Here's a proposal for this issue with EML attributeDomain:
add a new element to "attributeDomain" called "textDomain" that is defined as an
element where the contents represent a regular expression pattern against which
the free text values must match. If the "textDomain" element is empty, then an
implied pattern of '.*' will be defaulted, allowing any string (including the
empty string) to be valid. Patterns use regular expression syntax as used in
the W3C XML Schema Datatypes recommendation for the pattern facet (section 4.3.4).
New Content model for attribute domain is:
<!ELEMENT attributeDomain ( (enumeratedDomain | textDomain)+ | rangeDomain+ ) >
When more than instance of these elements is provided (e.g., a textDomain is
repeated, then the domains are OR'ed together to allow any of the values. Note
that the whole choice group has become repeatable, so mixtures of enumerated
domains and textDomains are possible, although they are exclusive with
rangeDomains (as is currently the case).
Here's a couple of examples:
Specifies any alphanumeric value:
<attributeDomain><textDomain/></attributeDomain>
Specify repeating sequence of one or more digits:
<attributeDomain><textDomain>[0-9]+</textDomain></attributeDomain>
Specify alphanumeric 5 digit string with the first two digits being "MP":
<attributeDomain><textDomain>MP[a-zA-Z0-9]{3}</textDomain></attributeDomain>
Many more examples are possible.
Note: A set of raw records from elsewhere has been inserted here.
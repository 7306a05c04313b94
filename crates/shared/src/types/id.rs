//! Typed IDs for type-safe entity references.
//!
//! The Andina exports identify entities with string codes (`VEN-000123`,
//! `CL-0042`). Wrapping them prevents accidentally passing a `ClientId`
//! where a `ProductId` is expected.

use serde::{Deserialize, Serialize};

/// Macro to generate typed ID wrappers around string codes.
macro_rules! typed_id {
    ($name:ident, $doc:expr) => {
        #[doc = $doc]
        #[derive(Debug, Clone, PartialEq, Eq, Hash, PartialOrd, Ord, Serialize, Deserialize)]
        #[serde(transparent)]
        pub struct $name(pub String);

        impl $name {
            /// Creates an ID from a string code.
            #[must_use]
            pub fn new(code: impl Into<String>) -> Self {
                Self(code.into())
            }

            /// Returns the inner code as a string slice.
            #[must_use]
            pub fn as_str(&self) -> &str {
                &self.0
            }
        }

        impl std::fmt::Display for $name {
            fn fmt(&self, f: &mut std::fmt::Formatter<'_>) -> std::fmt::Result {
                write!(f, "{}", self.0)
            }
        }

        impl From<&str> for $name {
            fn from(code: &str) -> Self {
                Self(code.to_string())
            }
        }
    };
}

typed_id!(SaleId, "Unique identifier for a sale.");
typed_id!(ClientId, "Unique identifier for a client.");
typed_id!(ProductId, "Unique identifier for a product.");
typed_id!(ImportId, "Unique identifier for an import order.");

#[cfg(test)]
mod tests {
    use super::*;

    #[test]
    fn test_typed_id_roundtrip() {
        let id = ClientId::new("CL-0042");
        assert_eq!(id.as_str(), "CL-0042");
        assert_eq!(id.to_string(), "CL-0042");
        assert_eq!(id, ClientId::from("CL-0042"));
    }
}
//! Filter selections and the row-filtering pipeline.
//!
//! Filtering is a pure, stateless function of (table, selection) -> subset.
//! Dimensions combine by logical AND; an empty dimension set means "no
//! restriction".

pub mod service;
pub mod types;


pub use service::{Filterable, apply_filters};
pub use types::{FilterSelection, QuickRange};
The most common practice will likely be to
simply provide an emply <textDomain/> element indicating that any text is
permissible.
We might also want to complicate it a bit more by making "textDomain" have the
following content model (rather than PCDATA):
<!ELEMENT textDomain (definition, pattern*, source?)>
This would allow us to define what is intended by the value space (e.g., values
represent a US postal code), have multiple patterns that are OR'ed (simplifying
regexp syntax), and define a source like in enumeratedDomains. I think the
definition is worthwhile.